The equivalent resistance of two resistors connected in series is \( 6 \Omega \) and their parallel
equivalent resistance is \( \frac{4}{3} \Omega \) What are the values of resistances?

Let the two resistances be \(R_{1}\) and \(R_{2}\)
When they are connected in series, equivalent resistance, \(R_{s}=6 \Omega\)

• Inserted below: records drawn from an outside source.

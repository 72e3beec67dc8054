// src/services/ranking.rs
use std::cmp::Ordering;

use crate::message::Gem;

/// Places at or above this review count are too well-known to be gems.
pub const MAX_REVIEW_COUNT: u64 = 300;

/// How many gems a discovery round may yield.
pub const MAX_RESULTS: usize = 3;

/// Normalize a candidate set to the hidden-gem contract: fewer than 300
/// reviews, best-rated first, at most three. The runtime's analysis tool
/// applies the same rule, but its output is model-mediated and not
/// guaranteed, so the backend re-applies it before caching. Sort is stable,
/// so equally-rated gems keep their incoming order.
pub fn rank_gems(mut gems: Vec<Gem>) -> Vec<Gem> {
    gems.retain(|gem| gem.review_count < MAX_REVIEW_COUNT);
    gems.sort_by(|a, b| b.rating.partial_cmp(&a.rating).unwrap_or(Ordering::Equal));
    gems.truncate(MAX_RESULTS);
    gems
}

\(R_{1}+R_{2}=6 \rightarrow(1)\)
When they are connected in parallel, equivalent resistance,
\(R_{p}=\frac{4}{3} \Omega\)
\(\frac{1}{R_{p}}=\frac{1}{R_{1}}+\frac{1}{R_{2}} \Rightarrow \frac{1}{R_{1}}+\frac{1}{R_{2}}=\frac{3}{4} \rightarrow(2)\)
Solving Eq. (2), we get
\(\frac{R_{1}+R_{2}}{R_{1} R_{2}}=\frac{3}{4} \Rightarrow R_{1} R_{2}=\left(R_{1}+R_{2}\right) \times \frac{4}{3}\)
\(\Rightarrow R_{1} R_{2}=6 \times \frac{4}{3}\)
\(\Rightarrow R, R_{2}=2 \times 4=8 \Omega(\) Using Eq. \((1))\)
\(\Rightarrow R_{1} R_{2}=2 \times 4=8 \Omega \rightarrow(3)\)
From Eq. (1), we have \(R_{2}=6-R_{1}\)
\(\Rightarrow R_{1}\left(6-R_{1}\right)=8 \Rightarrow 6 R_{1}-R_{1}^{2}=8 \Rightarrow R_{1}^{2}-6 R_{1}+8=0\)
\(R_{1}=\frac{6 \pm \sqrt{36-32}}{2}=\frac{6 \pm \sqrt{4}}{2}=\frac{6 \pm 2}{2}=4\) or 2
Using Eq. (3), we get \(R_{2}=2\) or 4
Therefore, the two resistances are \(4 \Omega\) and \(2 \Omega\).